La casta y sus enemigos: los outsiders y los estadistas

Lo que diferencia esencialmente al político outsider del político estadista es que el primero tiene como condición sine qua non para gobernar dividir todo entre buenos y malos. El enfrentamiento es la esencia de su conducción, mientras que el estadista quiere acabar todo lo que se pueda esa división entre buenos y malos, y encontrar los puntos comunes que pueden construir la unidad de la nación.

La casta y sus enemigos:  los outsiders y los estadistas
Abraham Lincoln y Donald Trump

El domingo pasado hablamos de aquellos intelectuales que supieron prever el futuro no mediante la adivinación del mismo, sino leyendo científicamente, en el presente, lo que ocurría por debajo de las superficies.
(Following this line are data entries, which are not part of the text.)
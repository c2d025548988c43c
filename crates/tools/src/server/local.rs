//! In-process tool server.
//!
//! Files go through `tokio::fs`, commands through `sh -c`, and terminals are
//! persistent `sh` processes whose stdin stays open. Terminal output is kept
//! in a bounded line buffer fed by background reader tasks.

use async_trait::async_trait;
use forgeloop_core::error::ToolError;
use forgeloop_core::tool::{ToolServer, ToolServerRequest, ToolServerResponse};
use serde_json::{Value, json};
use std::collections::{HashMap, VecDeque};
use std::ffi::OsString;
use std::path::{Path, PathBuf};
use std::process::Stdio;
use std::sync::Arc;
use tokio::io::{AsyncBufReadExt, AsyncRead, AsyncWriteExt, BufReader};
use tokio::process::{Child, ChildStdin, Command};
use tokio::sync::Mutex;
use tracing::{debug, info, warn};

use super::{
    DELETE_FILE, EXECUTE_COMMAND, LIST_DIRECTORY, READ_FILE, TERMINAL_CREATE, TERMINAL_KILL,
    TERMINAL_READ, TERMINAL_SEND_TEXT, WORKSPACE_ROOT, WRITE_FILE,
};

const DEFAULT_BUFFER_LINES: usize = 2000;
const DEFAULT_READ_LINES: usize = 200;

type OutputBuffer = Arc<Mutex<VecDeque<String>>>;

struct LocalTerminal {
    name: String,
    child: Child,
    stdin: ChildStdin,
    output: OutputBuffer,
}

/// Executes tool server requests on the local machine.
pub struct LocalToolServer {
    terminals: Mutex<HashMap<String, LocalTerminal>>,
    buffer_lines: usize,
}

impl LocalToolServer {
    pub fn new() -> Self {
        Self {
            terminals: Mutex::new(HashMap::new()),
            buffer_lines: DEFAULT_BUFFER_LINES,
        }
    }

    /// Cap on lines retained per terminal.
    pub fn with_buffer_lines(mut self, lines: usize) -> Self {
        self.buffer_lines = lines.max(1);
        self
    }

    /// Number of live terminals.
    pub async fn terminal_count(&self) -> usize {
        self.terminals.lock().await.len()
    }

    async fn read_file(&self, cwd: &Path, params: &Value) -> ToolServerResponse {
        let Ok(path) = str_param(params, "path") else {
            return ToolServerResponse::failed("Missing 'path' parameter");
        };
        match tokio::fs::read_to_string(cwd.join(path)).await {
            Ok(content) => ToolServerResponse::ok(json!({ "path": path, "content": content })),
            Err(e) => ToolServerResponse::failed(format!("Failed to read {path}: {e}")),
        }
    }

    async fn write_file(&self, cwd: &Path, params: &Value) -> ToolServerResponse {
        let (Ok(path), Ok(content)) = (str_param(params, "path"), str_param(params, "content"))
        else {
            return ToolServerResponse::failed("Missing 'path' or 'content' parameter");
        };
        let target = cwd.join(path);
        if let Some(parent) = target.parent() {
            if let Err(e) = tokio::fs::create_dir_all(parent).await {
                return ToolServerResponse::failed(format!("Failed to create {}: {e}", parent.display()));
            }
        }
        match tokio::fs::write(&target, content).await {
            Ok(()) => ToolServerResponse::ok(json!({ "path": path, "bytesWritten": content.len() })),
            Err(e) => ToolServerResponse::failed(format!("Failed to write {path}: {e}")),
        }
    }

    async fn list_directory(&self, cwd: &Path, params: &Value) -> ToolServerResponse {
        let path = params.get("path").and_then(Value::as_str).unwrap_or(".");
        let mut reader = match tokio::fs::read_dir(cwd.join(path)).await {
            Ok(reader) => reader,
            Err(e) => return ToolServerResponse::failed(format!("Failed to list {path}: {e}")),
        };

        let mut entries = Vec::new();
        loop {
            match reader.next_entry().await {
                Ok(Some(entry)) => {
                    let is_dir = entry.file_type().await.map(|t| t.is_dir()).unwrap_or(false);
                    entries.push((entry.file_name().to_string_lossy().to_string(), is_dir));
                }
                Ok(None) => break,
                Err(e) => return ToolServerResponse::failed(format!("Failed to list {path}: {e}")),
            }
        }
        entries.sort();

        let entries: Vec<Value> = entries
            .into_iter()
            .map(|(name, is_dir)| json!({ "name": name, "isDir": is_dir }))
            .collect();
        ToolServerResponse::ok(json!({ "path": path, "entries": entries }))
    }

    async fn delete_file(&self, cwd: &Path, params: &Value) -> ToolServerResponse {
        let Ok(path) = str_param(params, "path") else {
            return ToolServerResponse::failed("Missing 'path' parameter");
        };
        let target = cwd.join(path);
        let removed = match tokio::fs::metadata(&target).await {
            Ok(meta) if meta.is_dir() => tokio::fs::remove_dir_all(&target).await,
            Ok(_) => tokio::fs::remove_file(&target).await,
            Err(e) => Err(e),
        };
        match removed {
            Ok(()) => ToolServerResponse::ok(json!({ "path": path, "deleted": true })),
            Err(e) => ToolServerResponse::failed(format!("Failed to delete {path}: {e}")),
        }
    }

    async fn execute_command(&self, cwd: &Path, params: &Value) -> ToolServerResponse {
        let Ok(command) = str_param(params, "command") else {
            return ToolServerResponse::failed("Missing 'command' parameter");
        };

        debug!(command = %command, cwd = %cwd.display(), "Executing command");

        // Dropping the future (orchestrator timeout) kills the child.
        let output = Command::new("sh")
            .args(["-c", command])
            .current_dir(cwd)
            .env("PATH", search_path(cwd))
            .stdin(Stdio::null())
            .kill_on_drop(true)
            .output()
            .await;

        match output {
            Ok(output) => {
                let exit_code = output.status.code().unwrap_or(-1);
                if exit_code != 0 {
                    warn!(command = %command, exit_code, "Command exited non-zero");
                }
                ToolServerResponse::ok(json!({
                    "stdout": String::from_utf8_lossy(&output.stdout),
                    "stderr": String::from_utf8_lossy(&output.stderr),
                    "exitCode": exit_code,
                }))
            }
            Err(e) => ToolServerResponse::failed(format!("Failed to spawn `{command}`: {e}")),
        }
    }

    async fn terminal_create(&self, cwd: &Path, params: &Value) -> ToolServerResponse {
        let name = params
            .get("name")
            .and_then(Value::as_str)
            .unwrap_or("terminal")
            .to_string();

        let spawned = Command::new("sh")
            .current_dir(cwd)
            .env("PATH", search_path(cwd))
            .stdin(Stdio::piped())
            .stdout(Stdio::piped())
            .stderr(Stdio::piped())
            .kill_on_drop(true)
            .spawn();
        let mut child = match spawned {
            Ok(child) => child,
            Err(e) => return ToolServerResponse::failed(format!("Failed to start terminal: {e}")),
        };

        let (Some(stdin), Some(stdout), Some(stderr)) =
            (child.stdin.take(), child.stdout.take(), child.stderr.take())
        else {
            return ToolServerResponse::failed("Terminal process has no stdio pipes");
        };

        let output: OutputBuffer = Arc::new(Mutex::new(VecDeque::new()));
        pump(stdout, output.clone(), self.buffer_lines);
        pump(stderr, output.clone(), self.buffer_lines);

        let id = uuid::Uuid::new_v4().to_string();
        info!(terminal_id = %id, name = %name, cwd = %cwd.display(), "Terminal created");
        self.terminals.lock().await.insert(
            id.clone(),
            LocalTerminal {
                name: name.clone(),
                child,
                stdin,
                output,
            },
        );

        ToolServerResponse::ok(json!({ "terminalId": id, "name": name }))
    }

    async fn terminal_send_text(&self, params: &Value) -> ToolServerResponse {
        let (Ok(id), Ok(text)) = (str_param(params, "terminalId"), str_param(params, "text")) else {
            return ToolServerResponse::failed("Missing 'terminalId' or 'text' parameter");
        };
        let add_new_line = params
            .get("addNewLine")
            .and_then(Value::as_bool)
            .unwrap_or(true);

        let mut terminals = self.terminals.lock().await;
        let Some(terminal) = terminals.get_mut(id) else {
            return ToolServerResponse::failed(format!("Unknown terminal: {id}"));
        };

        let mut payload = text.to_string();
        if add_new_line {
            payload.push('\n');
        }
        let written = async {
            terminal.stdin.write_all(payload.as_bytes()).await?;
            terminal.stdin.flush().await
        }
        .await;

        match written {
            Ok(()) => {
                debug!(terminal_id = %id, name = %terminal.name, "Sent text to terminal");
                ToolServerResponse::ok(json!({ "terminalId": id }))
            }
            Err(e) => ToolServerResponse::failed(format!("Failed to write to terminal {id}: {e}")),
        }
    }

    async fn terminal_read(&self, params: &Value) -> ToolServerResponse {
        let Ok(id) = str_param(params, "terminalId") else {
            return ToolServerResponse::failed("Missing 'terminalId' parameter");
        };
        let max_lines = params
            .get("maxLines")
            .and_then(Value::as_u64)
            .map(|n| n as usize)
            .unwrap_or(DEFAULT_READ_LINES);

        let output = {
            let terminals = self.terminals.lock().await;
            match terminals.get(id) {
                Some(terminal) => terminal.output.clone(),
                None => return ToolServerResponse::failed(format!("Unknown terminal: {id}")),
            }
        };

        let buffer = output.lock().await;
        let skip = buffer.len().saturating_sub(max_lines);
        let lines: Vec<&str> = buffer.iter().skip(skip).map(String::as_str).collect();
        ToolServerResponse::ok(json!({
            "terminalId": id,
            "output": lines.join("\n"),
            "lines": lines.len(),
        }))
    }

    async fn terminal_kill(&self, params: &Value) -> ToolServerResponse {
        let Ok(id) = str_param(params, "terminalId") else {
            return ToolServerResponse::failed("Missing 'terminalId' parameter");
        };

        let Some(mut terminal) = self.terminals.lock().await.remove(id) else {
            return ToolServerResponse::failed(format!("Unknown terminal: {id}"));
        };
        if let Err(e) = terminal.child.start_kill() {
            warn!(terminal_id = %id, error = %e, "Terminal process already gone");
        }
        info!(terminal_id = %id, name = %terminal.name, "Terminal killed");
        ToolServerResponse::ok(json!({ "terminalId": id, "killed": true }))
    }
}

impl Default for LocalToolServer {
    fn default() -> Self {
        Self::new()
    }
}

#[async_trait]
impl ToolServer for LocalToolServer {
    fn name(&self) -> &str {
        "local"
    }

    fn capabilities(&self) -> Vec<String> {
        super::standard_capabilities()
    }

    async fn execute(&self, request: ToolServerRequest) -> Result<ToolServerResponse, ToolError> {
        let params = &request.parameters;
        let Some(cwd) = workspace(params).await? else {
            return Ok(ToolServerResponse::failed(format!(
                "No such directory: {}",
                str_param(params, "cwd")?
            )));
        };

        let response = match request.tool.as_str() {
            READ_FILE => self.read_file(&cwd, params).await,
            WRITE_FILE => self.write_file(&cwd, params).await,
            LIST_DIRECTORY => self.list_directory(&cwd, params).await,
            DELETE_FILE => self.delete_file(&cwd, params).await,
            EXECUTE_COMMAND => self.execute_command(&cwd, params).await,
            TERMINAL_CREATE => self.terminal_create(&cwd, params).await,
            TERMINAL_SEND_TEXT => self.terminal_send_text(params).await,
            TERMINAL_READ => self.terminal_read(params).await,
            TERMINAL_KILL => self.terminal_kill(params).await,
            other => return Err(ToolError::NotFound(other.to_string())),
        };
        Ok(response)
    }
}

/// The `cwd` parameter as an existing directory.
///
/// `None` means `cwd` is missing inside a workspace that is still there, a
/// plain tool failure. The workspace itself is `workspaceRoot`, or `cwd` when
/// the caller sent no root.
async fn workspace(params: &Value) -> Result<Option<PathBuf>, ToolError> {
    let cwd = str_param(params, "cwd")?;
    if is_dir(cwd).await {
        return Ok(Some(PathBuf::from(cwd)));
    }

    match params.get(WORKSPACE_ROOT).and_then(Value::as_str) {
        Some(root) if root != cwd && is_dir(root).await => {
            debug!(cwd = %cwd, root = %root, "Working directory missing inside workspace");
            Ok(None)
        }
        Some(root) => Err(ToolError::WorkspaceUnreachable(root.to_string())),
        None => Err(ToolError::WorkspaceUnreachable(cwd.to_string())),
    }
}

async fn is_dir(path: &str) -> bool {
    tokio::fs::metadata(path)
        .await
        .map(|meta| meta.is_dir())
        .unwrap_or(false)
}

fn str_param<'a>(params: &'a Value, key: &str) -> Result<&'a str, ToolError> {
    params
        .get(key)
        .and_then(Value::as_str)
        .ok_or_else(|| ToolError::InvalidArguments(format!("Missing '{key}' parameter")))
}

/// `PATH` with the project's `node_modules/.bin` in front.
fn search_path(cwd: &Path) -> OsString {
    let inherited = std::env::var_os("PATH").unwrap_or_default();
    let mut dirs = vec![cwd.join("node_modules").join(".bin")];
    dirs.extend(std::env::split_paths(&inherited));
    std::env::join_paths(dirs).unwrap_or(inherited)
}

fn pump<R>(reader: R, buffer: OutputBuffer, limit: usize)
where
    R: AsyncRead + Unpin + Send + 'static,
{
    tokio::spawn(async move {
        let mut lines = BufReader::new(reader).lines();
        while let Ok(Some(line)) = lines.next_line().await {
            let mut buffer = buffer.lock().await;
            while buffer.len() >= limit {
                buffer.pop_front();
            }
            buffer.push_back(line);
        }
    });
}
Del mismo modo que un sismólogo mide con su sismógrafo los movimientos de la tierra y anticipa lo que puede ocurrir cuando éstos se expresen en la superficie.

En esta nota queremos hablar ya no de los teóricos que previeron el futuro, sino de los hombres prácticos que lo construyeron o que lo están construyendo en el mismo momento que los habitantes de la superficie no tienen casi el menor contacto con los habitantes de las profundidades y por ende la sociedad se encuentra estructuralmente dividida en dos.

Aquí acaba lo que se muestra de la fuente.